Drumming is a large-scale work written for bongos, marimbas, glockenspiels, female voices, and piccolo. In Drumming, Reich explores different rhythmic processes, including phasing, build-up and reduction, and resultant patterns. The hour-long piece is built around a single repeated rhythm in 12/8. While composing Drumming, Reich noticed that he could hear women’s voices when playing the rhythm on marimba:
The women’s voices sing patterns resulting from the combination of two or more marimbas playing the identical repeating pattern one of more quarter notes out of phase with each other. By exactly imitating the sound of the instruments, and by gradually fading the patterns in and out, the singers cause them to slowly rise to the surface of the music and then fade back into it, allowing the listener to hear these patterns, along with many others, actually sounding in the instruments1.
In Part I of Drumming, two players build up the basic rhythmic pattern on four pairs of tuned bongo drums, and then phase a quarter note apart from each other. At this point, two more players go back and forth playing different resultant patterns that they hear as a result of the combination of the phased patterns.
When I learned and performed Drumming with the Eastman Percussion Ensemble, my friend Victor LaBozzetta and I were the ones playing the resultant patterns at the beginning of the piece. With pen and paper, we were able to come up with a handful of interesting patterns that we could use in performance. This was the inspiration for this project, in which I use an algorithm to systematically generate all possible resultant patterns given a composite texture2 created from two-phased patterns. From these patterns, which include 11,664 possibilities for the composite texture notated in Figure I, groups of patterns are selected based on the following musical parameters that characterize each pattern.
An important motivation for this project was to discover if I could find a way to teach a computer what it means for a resultant pattern to be interesting for a human listener. By choosing three important musical parameters that characterize a resultant pattern (note density, rhythmic stability, and melodic contour), I was able to organize the vast number of possible patterns into groups of similar patterns. Furthermore, I was able to identify the groups of patterns that would be uninteresting for a human listener. Most of the patterns with less than four notes are uninteresting, while those with more than eight notes have too much going on. Patterns with zero or one stable beats are both difficult for the listener to understand and for the performer to execute. Patterns with zero melodic turns are purely rhythmic, while those with five melodic turns may be difficult to understand.

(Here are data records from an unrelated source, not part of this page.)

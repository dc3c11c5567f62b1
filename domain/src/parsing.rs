//! Answer extraction from free-form model replies.
//!
//! Pure text pattern matching over completion text. No I/O.
//!
//! | Function | Used by | Marker |
//! |----------|---------|--------|
//! | [`extract_final_answer`] | chain-of-thought, math | `Final Answer:` (rest of text) |
//! | [`final_answer_line`] | self-consistency voting | `Final Answer:` (first line) |
//! | [`extract_boxed`] | future-event voting | `\boxed{` |
//! | [`filter_plan_lines`] | plan generation | `(` ... `)` lines |
//! | [`parse_review_verdict`] | code refinement | `VALID` / `FIX:` |

/// Marker that ends a reasoning trace
pub const FINAL_ANSWER_MARKER: &str = "Final Answer:";

/// Marker used by forecasting answers
pub const BOXED_MARKER: &str = "\\boxed{";

/// Text after the last `Final Answer:` marker, or the whole reply when absent.
///
/// Both cases are trimmed.
///
/// ```
/// use strata_domain::parsing::extract_final_answer;
///
/// assert_eq!(extract_final_answer("reasoning...\nFinal Answer: 42"), "42");
/// assert_eq!(extract_final_answer("  just 42 \n"), "just 42");
/// ```
pub fn extract_final_answer(text: &str) -> String {
    match text.rfind(FINAL_ANSWER_MARKER) {
        Some(idx) => text[idx + FINAL_ANSWER_MARKER.len()..].trim().to_string(),
        None => text.trim().to_string(),
    }
}

/// First line after the last `Final Answer:` marker, if the marker is present
pub fn final_answer_line(text: &str) -> Option<String> {
    let idx = text.rfind(FINAL_ANSWER_MARKER)?;
    let rest = text[idx + FINAL_ANSWER_MARKER.len()..].trim();
    Some(rest.lines().next().unwrap_or("").trim().to_string())
}

/// Whether the reply already carries a `Final Answer:` marker
pub fn has_final_answer(text: &str) -> bool {
    text.contains(FINAL_ANSWER_MARKER)
}

/// Content of the last `\boxed{` line, or the trimmed reply when absent.
///
/// The candidate runs from just after the marker to the end of that line;
/// a single closing brace at the end is dropped.
pub fn extract_boxed(text: &str) -> String {
    let Some(idx) = text.rfind(BOXED_MARKER) else {
        return text.trim().to_string();
    };
    let line = text[idx + BOXED_MARKER.len()..]
        .lines()
        .next()
        .unwrap_or("")
        .trim();
    line.strip_suffix('}').unwrap_or(line).trim().to_string()
}

/// Keep only the parenthesised action lines of a plan, joined by newlines
pub fn filter_plan_lines(text: &str) -> String {
    text.lines()
        .map(str::trim)
        .filter(|line| line.starts_with('(') && line.ends_with(')'))
        .collect::<Vec<_>>()
        .join("\n")
}

/// Outcome of one code review round
#[derive(Debug, Clone, PartialEq, Eq)]
pub enum ReviewVerdict {
    /// The code satisfies the task
    Valid,
    /// One corrective instruction for the patcher
    Fix(String),
}

/// Parse a reviewer reply: exactly `VALID` (case-insensitive) or a `FIX:` line.
///
/// Anything that is not `VALID` is treated as a fix request; the `FIX:`
/// prefix is stripped when present.
pub fn parse_review_verdict(reply: &str) -> ReviewVerdict {
    let trimmed = reply.trim();
    if trimmed.eq_ignore_ascii_case("VALID") {
        return ReviewVerdict::Valid;
    }
    let instruction = trimmed
        .strip_prefix("FIX:")
        .map(str::trim)
        .unwrap_or(trimmed);
    ReviewVerdict::Fix(instruction.to_string())
}

#[cfg(test)]
mod tests {
    use super::*;

    // ==================== extract_final_answer Tests ====================

    #[test]
    fn test_final_answer_after_marker() {
        assert_eq!(extract_final_answer("reasoning...\nFinal Answer: 42"), "42");
    }

    #[test]
    fn test_final_answer_uses_last_marker() {
        let text = "Final Answer: draft\nwait, recheck\nFinal Answer: 7 apples";
        assert_eq!(extract_final_answer(text), "7 apples");
    }

    #[test]
    fn test_final_answer_without_marker_is_trimmed_input() {
        assert_eq!(extract_final_answer("\n  The sky scatters blue light.  "), "The sky scatters blue light.");
    }

    // ==================== final_answer_line Tests ====================

    #[test]
    fn test_final_answer_line_takes_first_line() {
        let text = "Step 1...\nFinal Answer:\n  12\nbecause reasons";
        assert_eq!(final_answer_line(text), Some("12".to_string()));
    }

    #[test]
    fn test_final_answer_line_missing_marker() {
        assert_eq!(final_answer_line("no marker here"), None);
        assert!(!has_final_answer("no marker here"));
    }

    // ==================== extract_boxed Tests ====================

    #[test]
    fn test_boxed_extraction() {
        let text = "The forecast favours growth.\n\\boxed{Yes}\nThat is all.";
        assert_eq!(extract_boxed(text), "Yes");
    }

    #[test]
    fn test_boxed_fallback_to_raw() {
        assert_eq!(extract_boxed("  No box at all "), "No box at all");
    }

    #[test]
    fn test_boxed_unterminated_line() {
        assert_eq!(extract_boxed("answer: \\boxed{B, C"), "B, C");
    }

    // ==================== filter_plan_lines Tests ====================

    #[test]
    fn test_plan_filter_mixed_output() {
        assert_eq!(
            filter_plan_lines("Step 1: think\n(lift a b c d)\nDone."),
            "(lift a b c d)"
        );
    }

    #[test]
    fn test_plan_filter_keeps_order() {
        let text = "Plan:\n(unstack b a)\n  (put-down b)  \n(stack a c) extra\n(pick-up a)";
        assert_eq!(filter_plan_lines(text), "(unstack b a)\n(put-down b)\n(pick-up a)");
    }

    #[test]
    fn test_plan_filter_empty() {
        assert_eq!(filter_plan_lines("no actions"), "");
    }

    // ==================== parse_review_verdict Tests ====================

    #[test]
    fn test_verdict_valid() {
        assert_eq!(parse_review_verdict(" VALID \n"), ReviewVerdict::Valid);
        assert_eq!(parse_review_verdict("valid"), ReviewVerdict::Valid);
    }

    #[test]
    fn test_verdict_fix() {
        assert_eq!(
            parse_review_verdict("FIX: You forgot to return plt.gca()"),
            ReviewVerdict::Fix("You forgot to return plt.gca()".to_string())
        );
    }

    #[test]
    fn test_verdict_unformatted_is_fix() {
        assert_eq!(
            parse_review_verdict("The code looks mostly fine."),
            ReviewVerdict::Fix("The code looks mostly fine.".to_string())
        );
    }
}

With these generalities in mind, it is possible to identify the groups of patterns that are likely to be interesting for a human listener. There exist hundreds, if not thousands of these patterns that a performer may not otherwise discover, whether with his or her ear during a performance or by studying the composite texture. I hope that this project will inspire performers to seek out unique patterns, perhaps after finding some interesting ones with this website. Alternatively, those with experience performing Drumming can analyze the patterns that they have played and use my website to discover additional patterns that share some of the same characteristics.